StatsBomb published some analysis back in 2022 using data from its ‘StatsBomb 360’ product, which tracks the ‘ball receipts in space’ recorded by every player in a given game. In the most valuable area of the field — sometimes known as ‘Zone 148’ — one player stood out:
And Uefa’s Euro 2024 Technical Report — published earlier this week — further supports the idea that Spanish midfielder Pedri is probably the correct answer to this question.
According to their advanced data, he recorded 18 receptions between the lines per 90 minutes during the tournament — two more than the next-best player9.
Whenever you’re watching Barcelona this season, look out for their number eight drifting into the gaps in their opponent’s defensive set-up and getting on the ball.
🏏 Watch the Games
The last time I featured a cricketer in this section of the newsletter, it was to highlight the off-side power-hitting of young Australian batter Jake Fraser-McGurk.
Facing deliveries which pitch outside the line of his body, Fraser-McGurk has a remarkable ability to elevate the ball over the infield from a traditional batting stance — and he’s rewarded with runs at a frequency that likely justifies the higher risk of dismissal.
But there’s another way to access that space of the field, which is often undefended.
His compatriot Phoebe Litchfield used this method effectively on Thursday to seal a T20I win over New Zealand.
The game ended on the fourth delivery of the 19th over of Australia’s innings, with a well-struck boundary over the head of the fielder at cover. The path it took to get there, though, was unconventional.
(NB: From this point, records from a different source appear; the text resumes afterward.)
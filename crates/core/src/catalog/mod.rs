//! Static question catalog keyed by subject and difficulty.

mod builtin;

use rand::Rng;
use rand::seq::IndexedRandom;
use serde::{Deserialize, Serialize};
use std::collections::{BTreeMap, BTreeSet, HashSet};
use thiserror::Error;

use crate::expr::{self, Expr};
use crate::model::{ConfigurationError, Difficulty, Question, Subject};

#[derive(Debug, Error, Clone, PartialEq, Eq)]
#[non_exhaustive]
pub enum CatalogError {
    #[error("no questions for {subject}/{difficulty}")]
    NotFound {
        subject: Subject,
        difficulty: Difficulty,
    },

    #[error("canonical answer for {prompt:?} is invalid: {reason}")]
    InvalidAnswer { prompt: String, reason: String },

    #[error("duplicate prompt in {subject}/{difficulty}: {prompt:?}")]
    DuplicatePrompt {
        subject: Subject,
        difficulty: Difficulty,
        prompt: String,
    },

    #[error(transparent)]
    Configuration(#[from] ConfigurationError),
}

/// One `{prompt, answer}` pair in a serialized catalog.
#[derive(Debug, Clone, PartialEq, Eq, Serialize, Deserialize)]
pub struct CatalogEntry {
    pub prompt: String,
    pub answer: String,
}

/// Serialized catalog shape: `subject -> difficulty -> [{prompt, answer}]`.
pub type CatalogDocument = BTreeMap<Subject, BTreeMap<Difficulty, Vec<CatalogEntry>>>;

/// Read-only pools of questions, validated at load time.
#[derive(Debug, Clone)]
pub struct QuestionBank {
    pools: BTreeMap<(Subject, Difficulty), Vec<Question>>,
}

impl QuestionBank {
    /// Build a bank from loose questions.
    ///
    /// # Errors
    ///
    /// Returns `CatalogError::NotFound` if any subject/difficulty pool is empty,
    /// `CatalogError::InvalidAnswer` if a canonical answer does not parse or has no
    /// value, and `CatalogError::DuplicatePrompt` for repeated prompts in one pool.
    pub fn new(questions: impl IntoIterator<Item = Question>) -> Result<Self, CatalogError> {
        let mut pools: BTreeMap<(Subject, Difficulty), Vec<Question>> = BTreeMap::new();
        let mut seen = HashSet::new();

        for question in questions {
            validate_answer(&question)?;
            let key = (question.subject(), question.difficulty());
            if !seen.insert((key, question.prompt().to_owned())) {
                return Err(CatalogError::DuplicatePrompt {
                    subject: key.0,
                    difficulty: key.1,
                    prompt: question.prompt().to_owned(),
                });
            }
            pools.entry(key).or_default().push(question);
        }

        for subject in Subject::ALL {
            for difficulty in Difficulty::ALL {
                if pools.get(&(subject, difficulty)).is_none_or(Vec::is_empty) {
                    return Err(CatalogError::NotFound {
                        subject,
                        difficulty,
                    });
                }
            }
        }

        Ok(Self { pools })
    }

    /// The catalog shipped with the game.
    ///
    /// # Errors
    ///
    /// Same as [`QuestionBank::new`]; the built-in data is covered by tests.
    pub fn builtin() -> Result<Self, CatalogError> {
        Self::new(builtin::questions())
    }

    /// Build a bank from the serialized `subject -> difficulty -> entries` shape.
    ///
    /// # Errors
    ///
    /// Same as [`QuestionBank::new`].
    pub fn from_document(document: CatalogDocument) -> Result<Self, CatalogError> {
        let questions = document.into_iter().flat_map(|(subject, levels)| {
            levels.into_iter().flat_map(move |(difficulty, entries)| {
                entries
                    .into_iter()
                    .map(move |e| Question::new(subject, difficulty, e.prompt, e.answer))
            })
        });
        Self::new(questions)
    }

    /// Questions for one pool, in catalog order.
    ///
    /// # Errors
    ///
    /// Returns `CatalogError::NotFound` if the pool is empty.
    pub fn questions_for(
        &self,
        subject: Subject,
        difficulty: Difficulty,
    ) -> Result<&[Question], CatalogError> {
        self.pools
            .get(&(subject, difficulty))
            .filter(|pool| !pool.is_empty())
            .map(Vec::as_slice)
            .ok_or(CatalogError::NotFound {
                subject,
                difficulty,
            })
    }

    /// Pick a subject uniformly from `subjects`, then a question uniformly from its pool.
    ///
    /// Draws are independent; the same question may come up twice in a row.
    ///
    /// # Errors
    ///
    /// Returns `ConfigurationError::NoSubjects` (wrapped) for an empty selection and
    /// `CatalogError::NotFound` if the chosen pool is empty.
    pub fn pick_random<R: Rng + ?Sized>(
        &self,
        subjects: &BTreeSet<Subject>,
        difficulty: Difficulty,
        rng: &mut R,
    ) -> Result<&Question, CatalogError> {
        let choices: Vec<Subject> = subjects.iter().copied().collect();
        let subject = *choices.choose(rng).ok_or(ConfigurationError::NoSubjects)?;
        let pool = self.questions_for(subject, difficulty)?;
        pool.choose(rng).ok_or(CatalogError::NotFound {
            subject,
            difficulty,
        })
    }

    /// Total number of questions across all pools.
    #[must_use]
    pub fn question_count(&self) -> usize {
        self.pools.values().map(Vec::len).sum()
    }

    pub fn iter(&self) -> impl Iterator<Item = &Question> {
        self.pools.values().flatten()
    }
}

fn validate_answer(question: &Question) -> Result<(), CatalogError> {
    let invalid = |reason: String| CatalogError::InvalidAnswer {
        prompt: question.prompt().to_owned(),
        reason,
    };
    let parsed = expr::parse(question.canonical_answer()).map_err(|e| invalid(e.to_string()))?;
    let sides: Vec<&Expr> = match &parsed {
        Expr::Equation(lhs, rhs) => vec![&**lhs, &**rhs],
        other => vec![other],
    };
    for side in sides {
        expr::normalize(side).map_err(|e| invalid(e.to_string()))?;
    }
    Ok(())
}
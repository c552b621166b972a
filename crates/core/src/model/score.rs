use chrono::{DateTime, Utc};
use serde::{Deserialize, Serialize};
use std::fmt;
use thiserror::Error;

use crate::model::{Difficulty, Subject};

/// Longest accepted player name, in characters, after trimming.
pub const MAX_NAME_CHARS: usize = 50;

#[derive(Debug, Error, Clone, PartialEq, Eq)]
#[non_exhaustive]
pub enum NameError {
    #[error("name cannot be empty or whitespace only")]
    Blank,

    #[error("name must be {} characters or less (got {len})", MAX_NAME_CHARS)]
    TooLong { len: usize },
}

/// Trimmed, non-blank player name of at most 50 characters.
#[derive(Debug, Clone, PartialEq, Eq, Hash, Serialize, Deserialize)]
#[serde(try_from = "String", into = "String")]
pub struct PlayerName(String);

impl PlayerName {
    /// Trim and validate a raw name.
    ///
    /// # Errors
    ///
    /// Returns `NameError::Blank` for empty/whitespace input and `NameError::TooLong`
    /// when the trimmed name exceeds 50 characters.
    pub fn parse(raw: &str) -> Result<Self, NameError> {
        let trimmed = raw.trim();
        if trimmed.is_empty() {
            return Err(NameError::Blank);
        }
        let len = trimmed.chars().count();
        if len > MAX_NAME_CHARS {
            return Err(NameError::TooLong { len });
        }
        Ok(Self(trimmed.to_owned()))
    }

    #[must_use]
    pub fn as_str(&self) -> &str {
        &self.0
    }
}

impl TryFrom<String> for PlayerName {
    type Error = NameError;

    fn try_from(value: String) -> Result<Self, Self::Error> {
        Self::parse(&value)
    }
}

impl From<PlayerName> for String {
    fn from(value: PlayerName) -> Self {
        value.0
    }
}

impl fmt::Display for PlayerName {
    fn fmt(&self, f: &mut fmt::Formatter<'_>) -> fmt::Result {
        f.write_str(&self.0)
    }
}

/// Result of one finished session, as saved to the scoreboard.
#[derive(Debug, Clone, PartialEq, Eq, Serialize, Deserialize)]
pub struct ScoreRecord {
    player_name: PlayerName,
    score: u32,
    difficulty: Difficulty,
    subjects: Vec<Subject>,
    created_at: DateTime<Utc>,
}

impl ScoreRecord {
    #[must_use]
    pub fn new(
        player_name: PlayerName,
        score: u32,
        difficulty: Difficulty,
        subjects: impl IntoIterator<Item = Subject>,
        created_at: DateTime<Utc>,
    ) -> Self {
        Self {
            player_name,
            score,
            difficulty,
            subjects: subjects.into_iter().collect(),
            created_at,
        }
    }

    #[must_use]
    pub fn player_name(&self) -> &PlayerName {
        &self.player_name
    }

    #[must_use]
    pub fn score(&self) -> u32 {
        self.score
    }

    #[must_use]
    pub fn difficulty(&self) -> Difficulty {
        self.difficulty
    }

    #[must_use]
    pub fn subjects(&self) -> &[Subject] {
        &self.subjects
    }

    /// Subjects joined with `", "`, the way the scoreboard shows them.
    #[must_use]
    pub fn subjects_label(&self) -> String {
        self.subjects
            .iter()
            .map(|s| s.as_str())
            .collect::<Vec<_>>()
            .join(", ")
    }

    #[must_use]
    pub fn created_at(&self) -> DateTime<Utc> {
        self.created_at
    }
}
//! HTTP control surface: router, request handlers, and the SSE event stream.

pub mod handlers;
pub mod server;
pub mod sse;

pub use server::{create_router, AppContext};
Before the ball is even released by off-spinner Leigh Kasperek, Litchfield has switched her hands from her usual left-handed batting grip to a right-handed one — and is in the process of switching her feet around too.
In order to meet the trajectory of the ball — which Kasperek ultimately delivered wide outside the off stump — she has to shuffle an additional step in order to assume a powerful hitting position.
Litchfield does so nimbly, and connects with the ball exquisitely. With a perfect imitation of a right-handed batter’s slog sweep, she records her seventh and final boundary of the game through the off side.
You can watch a clip of this sequence here.
The next edition of My Week in Sport(s) will be published in two weeks, on Saturday October 5th.
These pieces on Barça Femení and the Springboks are two that I have in mind.
The Aces finished the 2023 regular season having won their previous 40 games by an average margin of 12.4 points; going into the final game of the 2024 regular season, their rolling average per-game points margin was +5.5.
This metric — which I used earlier this year to look at LeBron James’ career — takes all of a player’s box-score statistics and combines them with knowledge of the position they play on the court and their team’s results “to estimate the player’s contribution in points above league average per 100 possessions played”.
Wilson has recorded 0.33 Win Shares per 40 minutes this year, compared to 0.34 last year; Stewart has recorded 0.28 this year, compared to 0.30 last year. In relative terms, Wilson has dropped off by just under 2% — while Stewart has dropped by just over 7%. (All statistics from Basketball Reference exclude the league’s final night of regular season fixtures, which were played on Thursday.)
Her Offensive Win Shares are down about 16% on a per-minute basis this year.
This analysis of their chemistry — by Myles Ehrlich of Winsidr — is worth a read.
The WNBA doesn’t split the playoffs up into Eastern and Western Conference brackets like the NBA does; rather, it seeds all eight playoff teams together and arranges them in a single bracket.